The Chronicle

Science of sugar

- ED HALMAGYI fast-ed.com.au

FEW ingredient­s are as divisive as sugar.

Described by some as a simple means for humans to acquire the energy required for daily life, sugar is simultaneo­usly demonised by others who regard it the key source of modern corporeal corruption.

Unsurprisi­ngly, the truth lies somewhere in the middle. But you only get there when science can lead, not personal preference­s or partially understood rumours.

IN THE MAIN, YOUR BODY CANNOT DIFFERENTI­ATE BETWEEN THE KINDS OF SUGAR IT CONSUMES, IT JUST KNOWS THAT IT HAS TO METABOLISE THEM IN DIFFERENT WAYS.

The sugars we consume come in two main types — monosaccha­rides (simple sugars such as fructose, glucose and galactose) and disacchari­des (complex sugars such as sucrose, lactose and maltose).
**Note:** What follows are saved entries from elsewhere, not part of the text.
//! Sealing of public traits that must not be implemented outside this crate.

/// Token type that only this crate can name.
#[doc(hidden)]
pub struct Private;

macro_rules! private_decl {
    () => {
        /// Prevents implementations outside this crate.
        #[doc(hidden)]
        fn __private(&self, _: crate::private::Private);
    };
}

macro_rules! private_impl {
    () => {
        fn __private(&self, _: crate::private::Private) {}
    };
}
There are also more complex sugars, but they are not relevant here.

In the main, your body cannot differenti­ate between the kinds of sugar it consumes, it just knows that it has to metabolise them in different ways. Some are absorbed through the gut, some through the intestine, some pass through the liver and some immediatel­y become energy.

But here is the most essential fact. Calories are calories, whether they come from chocolate, coconuts, cereals or chickpeas.

Except that this is not completely true. When calories are consumed with fibre (whole fruit as opposed to fruit juice) it slows absorption of calories and reduces the body’s glycaemic response.

If you were to learn just one word, it should be ghrelin, a hormone produced to tell your body that it is hungry. We know that glucose triggers its release, as do some other factors, but controllin­g it will be the definitive means of normalisin­g our relationsh­ip with sugar in years to come.